PROBLEM:
In the entries below, find every line with the string "Sync" and copy it.

DATASET EXCERPTS:
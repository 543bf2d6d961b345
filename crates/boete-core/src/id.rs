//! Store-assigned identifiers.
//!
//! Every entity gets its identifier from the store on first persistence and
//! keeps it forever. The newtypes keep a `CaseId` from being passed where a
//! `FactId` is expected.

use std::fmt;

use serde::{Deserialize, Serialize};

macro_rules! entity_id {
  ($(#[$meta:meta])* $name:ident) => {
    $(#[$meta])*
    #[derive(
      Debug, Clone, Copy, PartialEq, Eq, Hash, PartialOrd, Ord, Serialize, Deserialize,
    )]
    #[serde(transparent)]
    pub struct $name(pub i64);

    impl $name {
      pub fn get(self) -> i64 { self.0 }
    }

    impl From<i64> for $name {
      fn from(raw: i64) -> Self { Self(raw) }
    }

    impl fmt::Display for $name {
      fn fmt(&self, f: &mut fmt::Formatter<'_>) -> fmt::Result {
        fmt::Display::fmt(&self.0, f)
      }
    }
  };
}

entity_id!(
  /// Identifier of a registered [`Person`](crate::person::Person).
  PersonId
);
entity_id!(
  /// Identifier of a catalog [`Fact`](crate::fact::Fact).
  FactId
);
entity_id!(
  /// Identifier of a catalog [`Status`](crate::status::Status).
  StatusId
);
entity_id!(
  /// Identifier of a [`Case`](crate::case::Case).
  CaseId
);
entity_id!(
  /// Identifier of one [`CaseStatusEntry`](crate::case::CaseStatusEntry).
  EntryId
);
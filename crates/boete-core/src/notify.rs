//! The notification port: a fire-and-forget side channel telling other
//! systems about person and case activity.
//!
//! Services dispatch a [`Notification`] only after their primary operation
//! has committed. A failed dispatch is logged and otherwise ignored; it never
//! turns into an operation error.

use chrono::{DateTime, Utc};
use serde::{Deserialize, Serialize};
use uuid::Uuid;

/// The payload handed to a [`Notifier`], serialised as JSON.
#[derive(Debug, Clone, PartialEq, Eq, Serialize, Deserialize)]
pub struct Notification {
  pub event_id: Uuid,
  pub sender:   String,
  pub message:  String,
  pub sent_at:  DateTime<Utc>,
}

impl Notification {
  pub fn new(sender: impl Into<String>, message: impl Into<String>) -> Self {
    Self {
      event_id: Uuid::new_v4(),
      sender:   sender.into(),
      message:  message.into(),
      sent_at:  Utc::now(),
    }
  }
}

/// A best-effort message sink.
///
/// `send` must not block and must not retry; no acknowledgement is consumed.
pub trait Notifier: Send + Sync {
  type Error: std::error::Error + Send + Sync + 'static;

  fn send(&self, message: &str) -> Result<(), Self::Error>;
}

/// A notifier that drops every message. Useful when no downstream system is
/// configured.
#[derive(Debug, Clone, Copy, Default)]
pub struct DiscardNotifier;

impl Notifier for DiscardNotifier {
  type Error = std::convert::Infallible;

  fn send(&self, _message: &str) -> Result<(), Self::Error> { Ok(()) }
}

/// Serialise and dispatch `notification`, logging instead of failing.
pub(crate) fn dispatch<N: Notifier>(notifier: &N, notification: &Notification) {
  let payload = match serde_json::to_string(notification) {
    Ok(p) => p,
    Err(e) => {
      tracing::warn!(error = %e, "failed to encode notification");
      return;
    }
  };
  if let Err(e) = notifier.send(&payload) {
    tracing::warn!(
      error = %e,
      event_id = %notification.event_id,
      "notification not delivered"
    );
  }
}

RESPONSE:
pub trait Notifier: Send + Sync {
  type Error: std::error::Error + Send + Sync + 'static;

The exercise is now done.